(Collected data)
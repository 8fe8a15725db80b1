//! # Stock Ledger
//!
//! Decides whether a sale can take stock from a product and what the new
//! stock level is. Pure: the caller persists the result.
//!
//! ## Flow
//! ```text
//! ┌─────────────────────────────────────────────────────────────────────────┐
//! │  product.stock (Kg)       requested (gr)                                │
//! │        │                        │                                       │
//! │        ▼                        ▼                                       │
//! │   to_canonical (g)         to_canonical (g)                             │
//! │        │                        │                                       │
//! │        └──────────┬─────────────┘                                       │
//! │                   ▼                                                     │
//! │         requested > stock ?  ──yes──► InsufficientStock                 │
//! │                   │ no                                                  │
//! │                   ▼                                                     │
//! │   from_canonical(stock - requested, product.unit) ──► StockReservation  │
//! └─────────────────────────────────────────────────────────────────────────┘
//! ```

use std::collections::HashMap;

use serde::{Deserialize, Serialize};

use crate::error::{CoreError, CoreResult, ValidationError};
use crate::types::{Product, SaleLineItem};
use crate::units::{self, Unit};

/// Decimal places kept on stock levels written back to a product.
const STOCK_DECIMALS: i32 = 6;

/// Outcome of a successful stock check.
#[derive(Debug, Clone, PartialEq, Serialize, Deserialize)]
pub struct StockReservation {
    pub product_id: String,
    pub previous_stock: f64,
    /// Stock after the sale, in `unit`.
    pub new_stock: f64,
    /// The product's own unit.
    pub unit: Unit,
}

/// Checks that `product` can supply `requested_qty` of `requested_unit`.
///
/// ## Errors
/// - `Validation` for a non-positive quantity or a unit of another family
/// - `InsufficientStock` when the request exceeds what is on hand
pub fn check_availability(product: &Product, requested_qty: f64, requested_unit: Unit) -> CoreResult<()> {
    validate_and_reserve(product, requested_qty, requested_unit).map(|_| ())
}

/// Computes the stock left after selling `requested_qty` of `requested_unit`.
///
/// Does not mutate the product.
///
/// ## Example
/// ```rust
/// use till_core::money::Money;
/// use till_core::stock::validate_and_reserve;
/// use till_core::types::Product;
/// use till_core::units::Unit;
///
/// let cheese = Product::new("Queso", Money::from_cents(10000), Money::from_cents(6000), 5.0, Unit::Kilogram);
/// let reservation = validate_and_reserve(&cheese, 2000.0, Unit::Gram).unwrap();
/// assert_eq!(reservation.new_stock, 3.0);
/// ```
pub fn validate_and_reserve(product: &Product, requested_qty: f64, requested_unit: Unit) -> CoreResult<StockReservation> {
    if !requested_qty.is_finite() || requested_qty <= 0.0 {
        return Err(ValidationError::MustBePositive {
            field: "quantity".to_string(),
        }
        .into());
    }
    if !requested_unit.is_compatible_with(product.unit) {
        return Err(ValidationError::IncompatibleUnit {
            field: "quantity".to_string(),
            from: requested_unit,
            to: product.unit,
        }
        .into());
    }

    let available = units::canonical_rounded(product.stock, product.unit);
    let requested = units::canonical_rounded(requested_qty, requested_unit);

    if requested > available {
        return Err(CoreError::InsufficientStock {
            product: product.name.clone(),
            available: product.stock,
            unit: product.unit,
            requested: requested_qty,
            requested_unit,
        });
    }

    let remaining = units::round_to(available - requested, STOCK_DECIMALS);
    Ok(StockReservation {
        product_id: product.id.clone(),
        previous_stock: product.stock,
        new_stock: units::from_canonical(remaining, product.unit),
        unit: product.unit,
    })
}

/// Reserves stock for every line of a sale.
///
/// Lines for the same product draw from the same running balance, so two
/// lines of 3 Kg against 5 Kg fail on the second. Returns one reservation
/// per distinct product, in first-seen order, holding the final stock.
///
/// ## Errors
/// `ProductNotFound` when a line's product is missing from `products`, plus
/// everything [`validate_and_reserve`] returns.
pub fn reserve_for_sale(items: &[SaleLineItem], products: &HashMap<String, Product>) -> CoreResult<Vec<StockReservation>> {
    let mut working: HashMap<&str, Product> = HashMap::new();
    let mut order: Vec<&str> = Vec::new();
    let mut reservations: HashMap<&str, StockReservation> = HashMap::new();

    for item in items {
        let key = item.product_id.as_str();
        if !working.contains_key(key) {
            let product = products
                .get(key)
                .ok_or_else(|| CoreError::ProductNotFound(item.product_id.clone()))?;
            working.insert(key, product.clone());
            order.push(key);
        }

        let Some(product) = working.get_mut(key) else {
            return Err(CoreError::ProductNotFound(item.product_id.clone()));
        };
        let step = validate_and_reserve(product, item.quantity, item.unit)?;
        product.stock = step.new_stock;

        reservations
            .entry(key)
            .and_modify(|r| r.new_stock = step.new_stock)
            .or_insert(step);
    }

    Ok(order
        .into_iter()
        .filter_map(|key| reservations.remove(key))
        .collect())
}

#[cfg(test)]
mod tests {
    use super::*;
    use crate::money::Money;

    fn cheese() -> Product {
        Product::new(
            "Queso",
            Money::from_cents(10000),
            Money::from_cents(6000),
            5.0,
            Unit::Kilogram,
        )
    }

    #[test]
    fn test_reserve_across_units() {
        let reservation = validate_and_reserve(&cheese(), 2000.0, Unit::Gram).unwrap();
        assert_eq!(reservation.previous_stock, 5.0);
        assert_eq!(reservation.new_stock, 3.0);
        assert_eq!(reservation.unit, Unit::Kilogram);
    }

    #[test]
    fn test_exact_stock_empties_product() {
        let reservation = validate_and_reserve(&cheese(), 5.0, Unit::Kilogram).unwrap();
        assert_eq!(reservation.new_stock, 0.0);
    }

    #[test]
    fn test_insufficient_stock_reports_availability() {
        let err = validate_and_reserve(&cheese(), 6000.0, Unit::Gram).unwrap_err();
        match err {
            CoreError::InsufficientStock {
                available,
                unit,
                requested,
                requested_unit,
                ..
            } => {
                assert_eq!(available, 5.0);
                assert_eq!(unit, Unit::Kilogram);
                assert_eq!(requested, 6000.0);
                assert_eq!(requested_unit, Unit::Gram);
            }
            other => panic!("expected InsufficientStock, got {:?}", other),
        }
    }

    #[test]
    fn test_float_noise_is_not_a_shortfall() {
        let mut product = cheese();
        product.stock = 0.1 + 0.2;
        assert!(check_availability(&product, 300.0, Unit::Gram).is_ok());
    }

    #[test]
    fn test_rejects_bad_requests() {
        let err = validate_and_reserve(&cheese(), 1.0, Unit::Liter).unwrap_err();
        assert!(matches!(
            err,
            CoreError::Validation(ValidationError::IncompatibleUnit { .. })
        ));

        let err = validate_and_reserve(&cheese(), 0.0, Unit::Kilogram).unwrap_err();
        assert!(matches!(
            err,
            CoreError::Validation(ValidationError::MustBePositive { .. })
        ));
    }

    #[test]
    fn test_reserve_for_sale_is_cumulative() {
        let product = cheese();
        let products = HashMap::from([(product.id.clone(), product.clone())]);

        let items = vec![
            SaleLineItem::from_product(&product, 2.0, Unit::Kilogram),
            SaleLineItem::from_product(&product, 1500.0, Unit::Gram),
        ];
        let reservations = reserve_for_sale(&items, &products).unwrap();
        assert_eq!(reservations.len(), 1);
        assert_eq!(reservations[0].previous_stock, 5.0);
        assert_eq!(reservations[0].new_stock, 1.5);

        let items = vec![
            SaleLineItem::from_product(&product, 3.0, Unit::Kilogram),
            SaleLineItem::from_product(&product, 3.0, Unit::Kilogram),
        ];
        let err = reserve_for_sale(&items, &products).unwrap_err();
        assert!(matches!(err, CoreError::InsufficientStock { available, .. } if available == 2.0));
    }

    #[test]
    fn test_reserve_for_sale_missing_product() {
        let product = cheese();
        let items = vec![SaleLineItem::from_product(&product, 1.0, Unit::Kilogram)];
        let err = reserve_for_sale(&items, &HashMap::new()).unwrap_err();
        assert_eq!(err, CoreError::ProductNotFound(product.id));
    }
}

[ASSIGNED TASK] Every entry is to be transcribed exactly as it stands.

[SOLUTION]
repository 8fe8a15725db80b1
//! # Stock Ledger
//!
//! Decides whether a sale can take stock from a product and what the new
//! stock level is. Pure: the caller persists the result.
//!
//! ## Flow
//! ```text
//! ┌─────────────────────────────────────────────────────────────────────────┐
//! │  product.stock (Kg)       requested (gr)                                │
//! │        │                        │                                       │
//! │        ▼                        ▼                                       │
//! │   to_canonical (g)         to_canonical (g)                             │
//! │        │                        │                                       │
//! │        └──────────┬─────────────┘                                       │
//! │                   ▼                                                     │
//! │         requested > stock ?  ──yes──► InsufficientStock                 │
//! │                   │ no                                                  │
//! │                   ▼                                                     │
//! │   from_canonical(stock - requested, product.unit) ──► StockReservation  │
//! └─────────────────────────────────────────────────────────────────────────┘
//! ```

use std::collections::HashMap;

use serde::{Deserialize, Serialize};

use crate::error::{CoreError, CoreResult, ValidationError};
use crate::types::{Product, SaleLineItem};
use crate::units::{self, Unit};

/// Decimal places kept on stock levels written back to a product.
const STOCK_DECIMALS: i32 = 6;

/// Outcome of a successful stock check.
#[derive(Debug, Clone, PartialEq, Serialize, Deserialize)]
pub struct StockReservation {
    pub product_id: String,
    pub previous_stock: f64,
    /// Stock after the sale, in `unit`.
    pub new_stock: f64,
    /// The product's own unit.
    pub unit: Unit,
}

/// Checks that `product` can supply `requested_qty` of `requested_unit`.
///
/// ## Errors
/// - `Validation` for a non-positive quantity or a unit of another family
/// - `InsufficientStock` when the request exceeds what is on hand
pub fn check_availability(product: &Product, requested_qty: f64, requested_unit: Unit) -> CoreResult<()> {
    validate_and_reserve(product, requested_qty, requested_unit).map(|_| ())
}

/// Computes the stock left after selling `requested_qty` of `requested_unit`.
///
/// Does not mutate the product.
///
/// ## Example
/// ```rust
/// use till_core::money::Money;
/// use till_core::stock::validate_and_reserve;
/// use till_core::types::Product;
/// use till_core::units::Unit;
///
/// let cheese = Product::new("Queso", Money::from_cents(10000), Money::from_cents(6000), 5.0, Unit::Kilogram);
/// let reservation = validate_and_reserve(&cheese, 2000.0, Unit::Gram).unwrap();
/// assert_eq!(reservation.new_stock, 3.0);
/// ```
pub fn validate_and_reserve(product: &Product, requested_qty: f64, requested_unit: Unit) -> CoreResult<StockReservation> {
    if !requested_qty.is_finite() || requested_qty <= 0.0 {
        return Err(ValidationError::MustBePositive {
            field: "quantity".to_string(),
        }
        .into());
    }
    if !requested_unit.is_compatible_with(product.unit) {
        return Err(ValidationError::IncompatibleUnit {
            field: "quantity".to_string(),
            from: requested_unit,
            to: product.unit,
        }
        .into());
    }

    let available = units::canonical_rounded(product.stock, product.unit);
    let requested = units::canonical_rounded(requested_qty, requested_unit);

    if requested > available {
        return Err(CoreError::InsufficientStock {
            product: product.name.clone(),
            available: product.stock,
            unit: product.unit,
            requested: requested_qty,
            requested_unit,
        });
    }

    let remaining = units::round_to(available - requested, STOCK_DECIMALS);
    Ok(StockReservation {
        product_id: product.id.clone(),
        previous_stock: product.stock,
        new_stock: units::from_canonical(remaining, product.unit),
        unit: product.unit,
    })
}

/// Reserves stock for every line of a sale.
///
/// Lines for the same product draw from the same running balance, so two
/// lines of 3 Kg against 5 Kg fail on the second. Returns one reservation
/// per distinct product, in first-seen order, holding the final stock.
///
/// ## Errors
/// `ProductNotFound` when a line's product is missing from `products`, plus
/// everything [`validate_and_reserve`] returns.
pub fn reserve_for_sale(items: &[SaleLineItem], products: &HashMap<String, Product>) -> CoreResult<Vec<StockReservation>> {
    let mut working: HashMap<&str, Product> = HashMap::new();
    let mut order: Vec<&str> = Vec::new();
    let mut reservations: HashMap<&str, StockReservation> = HashMap::new();

    for item in items {
        let key = item.product_id.as_str();
        if !working.contains_key(key) {
            let product = products
                .get(key)
                .ok_or_else(|| CoreError::ProductNotFound(item.product_id.clone()))?;
            working.insert(key, product.clone());
            order.push(key);
        }

        let Some(product) = working.get_mut(key) else {
            return Err(CoreError::ProductNotFound(item.product_id.clone()));
        };
        let step = validate_and_reserve(product, item.quantity, item.unit)?;
        product.stock = step.new_stock;

        reservations
            .entry(key)
            .and_modify(|r| r.new_stock = step.new_stock)
            .or_insert(step);
    }

    Ok(order
        .into_iter()
        .filter_map(|key| reservations.remove(key))
        .collect())
}

#[cfg(test)]
mod tests {
    use super::*;
    use crate::money::Money;

    fn cheese() -> Product {
        Product::new(
            "Queso",
            Money::from_cents(10000),
            Money::from_cents(6000),
            5.0,
            Unit::Kilogram,
        )
    }

    #[test]
    fn test_reserve_across_units() {
        let reservation = validate_and_reserve(&cheese(), 2000.0, Unit::Gram).unwrap();
        assert_eq!(reservation.previous_stock, 5.0);
        assert_eq!(reservation.new_stock, 3.0);
        assert_eq!(reservation.unit, Unit::Kilogram);
    }

    #[test]
    fn test_exact_stock_empties_product() {
        let reservation = validate_and_reserve(&cheese(), 5.0, Unit::Kilogram).unwrap();
        assert_eq!(reservation.new_stock, 0.0);
    }

    #[test]
    fn test_insufficient_stock_reports_availability() {
        let err = validate_and_reserve(&cheese(), 6000.0, Unit::Gram).unwrap_err();
        match err {
            CoreError::InsufficientStock {
                available,
                unit,
                requested,
                requested_unit,
                ..
            } => {
                assert_eq!(available, 5.0);
                assert_eq!(unit, Unit::Kilogram);
                assert_eq!(requested, 6000.0);
                assert_eq!(requested_unit, Unit::Gram);
            }
            other => panic!("expected InsufficientStock, got {:?}", other),
        }
    }

    #[test]
    fn test_float_noise_is_not_a_shortfall() {
        let mut product = cheese();
        product.stock = 0.1 + 0.2;
        assert!(check_availability(&product, 300.0, Unit::Gram).is_ok());
    }

    #[test]
    fn test_rejects_bad_requests() {
        let err = validate_and_reserve(&cheese(), 1.0, Unit::Liter).unwrap_err();
        assert!(matches!(
            err,
            CoreError::Validation(ValidationError::IncompatibleUnit { .. })
        ));

        let err = validate_and_reserve(&cheese(), 0.0, Unit::Kilogram).unwrap_err();
        assert!(matches!(
            err,
            CoreError::Validation(ValidationError::MustBePositive { .. })
        ));
    }

    #[test]
    fn test_reserve_for_sale_is_cumulative() {
        let product = cheese();
        let products = HashMap::from([(product.id.clone(), product.clone())]);

        let items = vec![
            SaleLineItem::from_product(&product, 2.0, Unit::Kilogram),
            SaleLineItem::from_product(&product, 1500.0, Unit::Gram),
        ];
        let reservations = reserve_for_sale(&items, &products).unwrap();
        assert_eq!(reservations.len(), 1);
        assert_eq!(reservations[0].previous_stock, 5.0);
        assert_eq!(reservations[0].new_stock, 1.5);

        let items = vec![
            SaleLineItem::from_product(&product, 3.0, Unit::Kilogram),
            SaleLineItem::from_product(&product, 3.0, Unit::Kilogram),
        ];
        let err = reserve_for_sale(&items, &products).unwrap_err();
        assert!(matches!(err, CoreError::InsufficientStock { available, .. } if available == 2.0));
    }

    #[test]
    fn test_reserve_for_sale_missing_product() {
        let product = cheese();
        let items = vec![SaleLineItem::from_product(&product, 1.0, Unit::Kilogram)];
        let err = reserve_for_sale(&items, &HashMap::new()).unwrap_err();
        assert_eq!(err, CoreError::ProductNotFound(product.id));
    }
}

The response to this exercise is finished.